Türkiye’de hükümetin Suriye politikasını elbette eleştirmeliyiz. Suriyelileri AB karşısında pazarlık nesnesi olarak gören, alçakça bir geri gönderme anlaşmasına imza atan hükümetin bir anda ‘göçmen dostu’ olmadığı elbette malum. Ancak hükümetin politikalarını eleştirirken ‘at izini it izine karıştırmamak’ gerekiyor. Hükümetin mülteci hakları konusunda iki yüzlü davrandığını göstermenin yolu ‘vatandaşlığa hayır’ demek değil gerçek dayanışmayı örmektir. Tıpkı Yunanistan’da olduğu gibi. Ezilenlerin çıkarları için talep ettiklerimizi savunma biçimimiz hükümetlerin tutumuna bağlı olamaz. Erdoğan’ın siyasi manevralarına endeksli bir muhalefet inşa edilemez. ‘Erdoğan’ın işine yarar mı- yaramaz mı’ hesabı yapılıp salt AKP karşıtlığından ırkçılığa taviz verilemez. Irkçılığın şakası olmaz. Verilen her taviz ırkçılığı yeniden üretir ve bir bakarsınız ki linçe giden sopalara ham madde olmuşsunuz.

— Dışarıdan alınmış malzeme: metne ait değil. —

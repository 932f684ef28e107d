//! Decide which roster records survive.

use std::collections::HashMap;

use super::types::{RemotePresence, RosterRecord, Verdict};

/// Presence results keyed by repository, then by branch name.
pub type PresenceMap = HashMap<String, HashMap<String, bool>>;

/// Insert one repository's query results into `map`.
pub fn record_presence(map: &mut PresenceMap, repository: &str, results: Vec<RemotePresence>) {
    let entry = map.entry(repository.to_string()).or_default();
    for result in results {
        entry.insert(result.branch, result.exists);
    }
}

/// Produce one verdict per record, in original order.
///
/// A record survives only if its repository was queried and its branch was
/// reported present. Anything not in `presence` is treated as gone.
pub fn judge(records: &[RosterRecord], presence: &PresenceMap) -> Vec<Verdict> {
    records
        .iter()
        .map(|record| {
            let exists = presence
                .get(&record.repository)
                .and_then(|branches| branches.get(&record.branch))
                .copied()
                .unwrap_or(false);
            Verdict {
                record: record.clone(),
                exists,
            }
        })
        .collect()
}

/// Records whose verdict is `exists`, order preserved.
pub fn survivors(verdicts: &[Verdict]) -> Vec<RosterRecord> {
    verdicts
        .iter()
        .filter(|v| v.exists)
        .map(|v| v.record.clone())
        .collect()
}

#[cfg(test)]
mod tests {
    use super::*;
    use crate::test_support::record;

    fn present(branch: &str, exists: bool) -> RemotePresence {
        RemotePresence {
            branch: branch.to_string(),
            exists,
        }
    }

    #[test]
    fn keeps_only_present_branches_in_original_order() {
        let records = vec![
            record("A", "feat1", "alice"),
            record("B", "feat3", "carol"),
            record("A", "feat2", "bob"),
            record("A", "feat1", "dave"),
        ];
        let mut map = PresenceMap::new();
        record_presence(&mut map, "A", vec![present("feat1", true), present("feat2", false)]);
        record_presence(&mut map, "B", vec![present("feat3", true)]);

        let kept = survivors(&judge(&records, &map));
        assert_eq!(
            kept,
            vec![
                record("A", "feat1", "alice"),
                record("B", "feat3", "carol"),
                record("A", "feat1", "dave"),
            ]
        );
    }

    #[test]
    fn unqueried_repository_counts_as_gone() {
        let records = vec![record("C", "main", "erin")];
        let verdicts = judge(&records, &PresenceMap::new());
        assert!(!verdicts[0].exists);
    }
}
//! Roster branch checker.
//!
//! Reads a `repository,branch,owner` roster, asks each repository's remote
//! which of those branches still exist, and rewrites the roster without the
//! ones that are gone.

use std::path::PathBuf;

use anyhow::Result;
use branchcheck::core::types::FailurePolicy;
use branchcheck::error::CheckError;
use branchcheck::exit_codes;
use branchcheck::io::config::{DEFAULT_SETTINGS_FILE, load_config};
use branchcheck::io::git::GitRemote;
use branchcheck::logging;
use branchcheck::reconcile::{
    PersistOutcome, ReconcileOptions, ReconcileOutcome, RepositoryReport, reconcile_with_progress,
};
use clap::{Parser, ValueEnum};

#[derive(Parser)]
#[command(
    name = "branchcheck",
    version,
    about = "Prune roster entries whose branch no longer exists on the remote"
)]
struct Cli {
    /// KEY=VALUE settings file (ROSTER_PATH, GIT_USER, GIT_TOKEN, GIT_BASE).
    #[arg(
        short,
        long,
        env = "BRANCHCHECK_SETTINGS",
        default_value = DEFAULT_SETTINGS_FILE
    )]
    settings: PathBuf,

    /// What to do when a repository cannot be listed.
    #[arg(long, value_enum, default_value_t = Policy::Strict)]
    policy: Policy,

    /// Report what would be pruned without rewriting the roster.
    #[arg(long)]
    dry_run: bool,

    /// Emit debug diagnostics on stderr (ignored when RUST_LOG is set).
    #[arg(short, long)]
    verbose: bool,
}

#[derive(Debug, Clone, Copy, PartialEq, Eq, ValueEnum)]
enum Policy {
    /// Abort without touching the roster.
    Strict,
    /// Treat the repository as empty and keep going (drops its entries).
    Lenient,
}

impl From<Policy> for FailurePolicy {
    fn from(policy: Policy) -> Self {
        match policy {
            Policy::Strict => FailurePolicy::Strict,
            Policy::Lenient => FailurePolicy::Lenient,
        }
    }
}

fn main() {
    let cli = Cli::parse();
    logging::init(cli.verbose);
    let code = match run(&cli) {
        Ok(()) => exit_codes::OK,
        Err(err) => {
            eprintln!("ERROR: {err:#}");
            err.downcast_ref::<CheckError>()
                .map_or(exit_codes::INVALID, CheckError::exit_code)
        }
    };
    std::process::exit(code);
}

fn run(cli: &Cli) -> Result<()> {
    let config = load_config(&cli.settings)?;
    let git = GitRemote::new(&config.remote);
    let options = ReconcileOptions {
        policy: cli.policy.into(),
        dry_run: cli.dry_run,
    };
    let outcome = reconcile_with_progress(&config, &git, &options, print_repository)?;
    print_summary(&outcome);
    Ok(())
}

fn print_repository(report: &RepositoryReport) {
    println!("\nChecking branches for repository: {}", report.repository);
    if let Some(failure) = &report.failure {
        println!(
            "WARNING: could not list {} ({failure}); dropping all of its entries",
            report.repository
        );
    }
    for verdict in &report.verdicts {
        if verdict.exists {
            println!("{} still exists!", verdict.record);
        } else {
            println!("{} is gone", verdict.record);
        }
    }
}

fn print_summary(outcome: &ReconcileOutcome) {
    match outcome.persist {
        PersistOutcome::Written => println!(
            "Roster updated successfully ({} kept, {} removed).",
            outcome.kept, outcome.dropped
        ),
        PersistOutcome::Unchanged => {
            println!("Roster up to date ({} entries kept).", outcome.kept);
        }
        PersistOutcome::DryRun => println!(
            "Dry run: {} entries would be kept, {} removed. Roster not modified.",
            outcome.kept, outcome.dropped
        ),
    }
}

#[cfg(test)]
mod tests {
    use super::*;

    #[test]
    fn defaults_to_strict_policy() {
        let cli = Cli::parse_from(["branchcheck", "--settings", "x.conf"]);
        assert_eq!(cli.policy, Policy::Strict);
        assert!(!cli.dry_run);
        assert!(!cli.verbose);
        assert_eq!(cli.settings, PathBuf::from("x.conf"));
    }

    #[test]
    fn parses_lenient_dry_run() {
        let cli = Cli::parse_from([
            "branchcheck",
            "--settings",
            "x.conf",
            "--policy",
            "lenient",
            "--dry-run",
            "-v",
        ]);
        assert_eq!(FailurePolicy::from(cli.policy), FailurePolicy::Lenient);
        assert!(cli.dry_run);
        assert!(cli.verbose);
    }
}
//! I/O helpers: settings, roster file, and the git subprocess.

pub mod config;
pub mod git;
pub mod remote_access;
pub mod roster_store;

Yunanistan’daki kamplarda zor koşullarda, akreplerle yaşamak zorunda kalan Suriyelilerin çoğu ‘sonsuza kadar böyle yaşarız gene de Türkiye’ye dönmeyiz’ diyor. Türkiye Suriyeliler için zaten bir cehennem. Emin olalım Suriyeliler için cehennem olan bir yerde, apar topar kaçmak istedikleri bir ülkede hiçbirimiz özgür ve huzurlu olamayız.
Türkiye’de ırkçı dalgaya karşı çıkan ve hiç de azımsanmayacak çapta olan güçleri birleştirecek, aynı zamanda da işçi sınıfının örgütlü kesimlerini harekete geçirecek bir mücadeleyi inşa etmek için kolları sıvamaya ihtiyacımız var. Irkçılığın panzehiri bizim mücadelemiz.